Task description ::
Starting at the top line, return each entry word for word.

(Records from a data collection)
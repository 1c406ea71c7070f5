use thiserror::Error;

/// Result type for storage operations.
pub type Result<T> = std::result::Result<T, StorageError>;

/// Outcomes every storage backend reports identically.
///
/// `NotFound`, `Deleted` and `AlreadyExists` are distinct so the request
/// layer can map them to different responses. Deletes of records owned by
/// another principal are not errors at all.
#[derive(Debug, Clone, PartialEq, Eq, Error)]
pub enum StorageError {
    #[error("short id not found: {0}")]
    NotFound(String),
    #[error("short id has been deleted: {0}")]
    Deleted(String),
    #[error("original url already shortened as: {short_id}")]
    AlreadyExists { short_id: String },
    #[error("snapshot persistence failed: {0}")]
    Persistence(String),
    #[error("storage backend unavailable: {0}")]
    Unavailable(String),
    #[error("storage operation timed out: {0}")]
    Timeout(String),
    #[error("storage query failed: {0}")]
    Query(String),
    #[error("stored data is invalid: {0}")]
    InvalidData(String),
}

Response area ::
repository 1c406ea71c7070f5
use thiserror::Error;

/// Result type for storage operations.
pub type Result<T> = std::result::Result<T, StorageError>;

/// Outcomes every storage backend reports identically.
///
/// `NotFound`, `Deleted` and `AlreadyExists` are distinct so the request
/// layer can map them to different responses. Deletes of records owned by
/// another principal are not errors at all.
#[derive(Debug, Clone, PartialEq, Eq, Error)]
pub enum StorageError {
    #[error("short id not found: {0}")]
    NotFound(String),
    #[error("short id has been deleted: {0}")]
    Deleted(String),
    #[error("original url already shortened as: {short_id}")]
    AlreadyExists { short_id: String },
    #[error("snapshot persistence failed: {0}")]
    Persistence(String),
    #[error("storage backend unavailable: {0}")]
    Unavailable(String),
    #[error("storage operation timed out: {0}")]
    Timeout(String),
    #[error("storage query failed: {0}")]
    Query(String),
    #[error("stored data is invalid: {0}")]
    InvalidData(String),
}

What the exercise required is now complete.